La tragédie de la Première Guerre mondiale est restée une énigme. On connaît tout de ses origines, ou presque. Cependant, la monstruosité des pertes en vies humaines qu’elle a engendrées dès les premières batailles, puis l’endurance des soldats et des civils aux années de souffrance et de deuil restent aujourd’hui encore incompréhensibles. Il n’est en tout cas pas facile de reconstruire l’univers mental des protagonistes de cette longue et abominable épreuve.

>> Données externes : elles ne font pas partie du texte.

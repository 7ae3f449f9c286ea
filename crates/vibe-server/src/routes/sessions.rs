//! Editing session endpoints
//!
//! JSON routes require the session owner. The preview is loaded by the
//! browser without credentials and is addressed by the session id alone.
//! The editor page and its message relay present the session's edit token
//! instead of the owner's identity, and sandbox remixes count against the
//! owner's usage limit.

use super::{credential, html, json, json_body, json_with_status, with_state};
use crate::error::{finish, ApiError};
use crate::state::AppState;
use serde::{Deserialize, Serialize};
use std::sync::Arc;
use vibe_core::{EditSession, PageInput, UserId};
use vibe_document::VariantLabel;
use vibe_sandbox::{host_page, SandboxMessage, SandboxRequest, EDIT_TOKEN_HEADER};
use warp::filters::BoxedFilter;
use warp::http::StatusCode;
use warp::reply::Response;
use warp::{Filter, Reply};

/// `POST /api/sessions` and `POST /api/sessions/{id}/generate`
#[derive(Debug, Clone, Deserialize)]
#[serde(rename_all = "camelCase")]
pub struct GenerateRequest {
    pub input: PageInput,
    #[serde(default)]
    pub style: Option<String>,
    /// Slot to fill; the active one when absent
    #[serde(default)]
    pub target: Option<VariantLabel>,
}

/// `POST /api/sessions/{id}/activate`
#[derive(Debug, Clone, Copy, Deserialize)]
pub struct ActivateRequest {
    pub variant: VariantLabel,
}

/// `GET /api/sessions/{id}/preview?scroll=N`
#[derive(Debug, Clone, Copy, Default, Deserialize)]
pub struct PreviewQuery {
    pub scroll: Option<u32>,
}

/// `GET /editor/{id}?token=T`
#[derive(Debug, Clone, Default, Deserialize)]
pub struct EditorQuery {
    pub token: Option<String>,
}

#[derive(Debug, Serialize)]
struct Ignored {
    ignored: bool,
    reason: String,
}

pub(crate) fn routes(state: &AppState) -> BoxedFilter<(Response,)> {
    let limit = state.body_limit;

    let create_route = warp::path!("api" / "sessions")
        .and(warp::post())
        .and(with_state(state.clone()))
        .and(credential())
        .and(json_body::<GenerateRequest>(limit))
        .and_then(|state, credential, body| async move { finish(create_session(state, credential, body).await) });

    let snapshot_route = warp::path!("api" / "sessions" / String)
        .and(warp::get())
        .and(with_state(state.clone()))
        .and(credential())
        .and_then(|id, state, credential| async move { finish(snapshot(state, credential, id).await) });

    let close_route = warp::path!("api" / "sessions" / String)
        .and(warp::delete())
        .and(with_state(state.clone()))
        .and(credential())
        .and_then(|id, state, credential| async move { finish(close_session(state, credential, id).await) });

    let generate_route = warp::path!("api" / "sessions" / String / "generate")
        .and(warp::post())
        .and(with_state(state.clone()))
        .and(credential())
        .and(json_body::<GenerateRequest>(limit))
        .and_then(|id, state, credential, body| async move { finish(generate(state, credential, id, body).await) });

    let shift_route = warp::path!("api" / "sessions" / String / "vibe-shift")
        .and(warp::post())
        .and(with_state(state.clone()))
        .and(credential())
        .and_then(|id, state, credential| async move { finish(vibe_shift(state, credential, id).await) });

    let activate_route = warp::path!("api" / "sessions" / String / "activate")
        .and(warp::post())
        .and(with_state(state.clone()))
        .and(credential())
        .and(json_body::<ActivateRequest>(limit))
        .and_then(|id, state, credential, body| async move { finish(activate(state, credential, id, body).await) });

    let message_route = warp::path!("api" / "sessions" / String / "messages")
        .and(warp::post())
        .and(with_state(state.clone()))
        .and(credential())
        .and(warp::header::optional::<String>(EDIT_TOKEN_HEADER))
        .and(json_body::<serde_json::Value>(limit))
        .and_then(|id, state, credential, token, body| async move {
            finish(message(state, credential, token, id, body).await)
        });

    let preview_route = warp::path!("api" / "sessions" / String / "preview")
        .and(warp::get())
        .and(with_state(state.clone()))
        .and(warp::query::<PreviewQuery>())
        .and_then(|id, state, query| async move { finish(preview(state, id, query).await) });

    let editor_route = warp::path!("editor" / String)
        .and(warp::get())
        .and(with_state(state.clone()))
        .and(warp::query::<EditorQuery>())
        .and_then(|id, state, query| async move { finish(editor(state, id, query).await) });

    create_route
        .or(snapshot_route)
        .unify()
        .or(close_route)
        .unify()
        .or(generate_route)
        .unify()
        .or(shift_route)
        .unify()
        .or(activate_route)
        .unify()
        .or(message_route)
        .unify()
        .or(preview_route)
        .unify()
        .or(editor_route)
        .unify()
        .boxed()
}

async fn owned_session(
    state: &AppState,
    credential: Option<String>,
    id: &str,
) -> Result<(Arc<EditSession>, Option<UserId>), ApiError> {
    let caller = state.caller(credential.as_deref()).await?;
    let session = state.session(id, caller.as_ref()).await?;
    Ok((session, caller))
}

async fn create_session(state: AppState, credential: Option<String>, body: GenerateRequest) -> Result<Response, ApiError> {
    let caller = state.caller(credential.as_deref()).await?;
    let session = EditSession::new(caller, state.critic.clone(), &state.core).with_renderer(state.renderer.clone());
    let target = body.target.unwrap_or(VariantLabel::A);
    let snapshot = session
        .generate(body.input, body.style.as_deref().unwrap_or_default(), target)
        .await?;

    tracing::info!(session = %session.id(), "Opened editing session");
    state.sessions.insert(session.id(), Arc::new(session)).await;
    Ok(json_with_status(&snapshot, StatusCode::CREATED))
}

async fn snapshot(state: AppState, credential: Option<String>, id: String) -> Result<Response, ApiError> {
    let (session, _) = owned_session(&state, credential, &id).await?;
    Ok(json(&session.snapshot()))
}

async fn close_session(state: AppState, credential: Option<String>, id: String) -> Result<Response, ApiError> {
    let (session, _) = owned_session(&state, credential, &id).await?;
    state.sessions.invalidate(&session.id()).await;
    tracing::info!(session = %session.id(), "Closed editing session");
    Ok(warp::reply::with_status(warp::reply(), StatusCode::NO_CONTENT).into_response())
}

async fn generate(
    state: AppState,
    credential: Option<String>,
    id: String,
    body: GenerateRequest,
) -> Result<Response, ApiError> {
    let (session, _) = owned_session(&state, credential, &id).await?;
    let target = body.target.unwrap_or_else(|| session.snapshot().active);
    let snapshot = session
        .generate(body.input, body.style.as_deref().unwrap_or_default(), target)
        .await?;
    Ok(json(&snapshot))
}

async fn vibe_shift(state: AppState, credential: Option<String>, id: String) -> Result<Response, ApiError> {
    let (session, _) = owned_session(&state, credential, &id).await?;
    Ok(json(&session.vibe_shift().await?))
}

async fn activate(
    state: AppState,
    credential: Option<String>,
    id: String,
    body: ActivateRequest,
) -> Result<Response, ApiError> {
    let (session, _) = owned_session(&state, credential, &id).await?;
    Ok(json(&session.activate(body.variant)?))
}

/// Relay a raw sandbox message. Shapes outside the contract are
/// acknowledged and dropped.
async fn message(
    state: AppState,
    credential: Option<String>,
    token: Option<String>,
    id: String,
    body: serde_json::Value,
) -> Result<Response, ApiError> {
    let (session, caller) = match token {
        Some(token) => {
            let session = state.session_with_token(&id, Some(&token)).await?;
            let owner = session.owner().cloned();
            (session, owner)
        }
        None => owned_session(&state, credential, &id).await?,
    };
    let request = match SandboxRequest::from_value(&body) {
        Ok(request) => request,
        Err(err) => {
            tracing::debug!(session = %session.id(), error = %err, "Ignored sandbox message");
            let ignored = Ignored {
                ignored: true,
                reason: err.to_string(),
            };
            return Ok(json_with_status(&ignored, StatusCode::ACCEPTED));
        }
    };
    tracing::debug!(session = %session.id(), kind = request.message.kind(), "Sandbox message");
    if matches!(request.message, SandboxMessage::Remix { .. }) {
        state.check_usage(caller.as_ref()).await?;
    }
    Ok(json(&session.handle_message(&request).await?))
}

async fn preview(state: AppState, id: String, query: PreviewQuery) -> Result<Response, ApiError> {
    let session = state.session_by_id(&id).await?;
    Ok(html(session.preview(query.scroll)?))
}

async fn editor(state: AppState, id: String, query: EditorQuery) -> Result<Response, ApiError> {
    let session = state.session_with_token(&id, query.token.as_deref()).await?;
    Ok(html(host_page(&session.id().to_string(), session.edit_token())))
}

Les premiers mouvements de mobilisation de la guerre ont suscité de part et d’autre de grandes espérances collectives. Les témoignages de cette réalité sont concordants et innombrables : la presse, la littérature, les journaux intimes et les images de ces journées d’union nationale reflètent une espèce d’euphorie collective, élites et masses donnant l’impression de vivre une expérience communautaire quasiment mystique. On doit lire Stefan Zweig à cet égard, qui évoque « cet enthousiasme subit », après les craintes initiales d’une guerre que personne n’avait voulue. « Des cortèges se formaient dans les rues, partout s’agitaient des drapeaux, des rubans, des musiques retentissantes, les jeunes recrues défilaient triomphalement, le visage illuminé parce qu’on les acclamait, eux les petites gens de la vie quotidienne que personne n’avait jamais remarqué ni fêtés. » On sait que ce témoignage viennois est également éclairant pour Berlin et Paris.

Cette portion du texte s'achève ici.